Hongxiang Qiu et al. Stat Med. .

Abstract

Generalized linear mixed models (GLMM) are commonly used to analyze clustered data, but when the number of clusters is small to moderate, standard statistical tests may produce elevated type I error rates. Small-sample corrections have been proposed for continuous or binary outcomes without covariate adjustment. However, appropriate tests to use for count outcomes or under covariate-adjusted models remains unknown. An important setting in which this issue arises is in cluster-randomized trials (CRTs). Because many CRTs have just a few clusters (eg, clinics or health systems), covariate adjustment is particularly critical to address potential chance imbalance and/or low power (eg, adjustment following stratified randomization or for the baseline value of the outcome). We conducted simulations to evaluate GLMM-based tests of the treatment effect that account for the small (10) or moderate (20) number of clusters under a parallel-group CRT setting across scenarios of covariate adjustment (including adjustment for one or more person-level or cluster-level covariates) for both binary and count outcomes.

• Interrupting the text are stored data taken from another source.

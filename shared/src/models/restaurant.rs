//! Restaurant Model

use serde::{Deserialize, Serialize};

/// Restaurant entity shown in the browse list and detail page
#[derive(Debug, Clone, PartialEq, Serialize, Deserialize)]
pub struct Restaurant {
    pub id: String,
    pub name: String,
    pub cuisine: String,
    pub address: String,
    pub phone: String,
    pub description: Option<String>,
    /// Opening time (HH:mm)
    pub open_time: String,
    /// Closing time (HH:mm), exclusive end of the last seating
    pub close_time: String,
    pub deposit: DepositPolicy,
    pub image_url: Option<String>,
}

/// How a restaurant charges a deposit when a booking is created
#[derive(Debug, Clone, Copy, PartialEq, Default, Serialize, Deserialize)]
#[serde(tag = "type", rename_all = "SCREAMING_SNAKE_CASE")]
pub enum DepositPolicy {
    /// No deposit
    #[default]
    None,
    /// Fixed amount per guest
    PerPerson { amount: f64 },
    /// Percentage (0-100) of the pre-ordered menu subtotal
    Rate { percent: f64 },
}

We find that when the intraclass correlation is non-negligible ( $$ \ge $$ 0.01) and the number of covariates is small ( $$ \le $$ 2), likelihood ratio tests with a between-within denominator degree of freedom have type I error rates close to the nominal level. When the number of covariates is moderate ( $$ \ge $$ 5), across our simulation scenarios, the relative performance of the tests varied considerably and no method performed uniformly well. Therefore, we recommend adjusting for no more than a few covariates and using likelihood ratio tests with a between-within denominator degree of freedom.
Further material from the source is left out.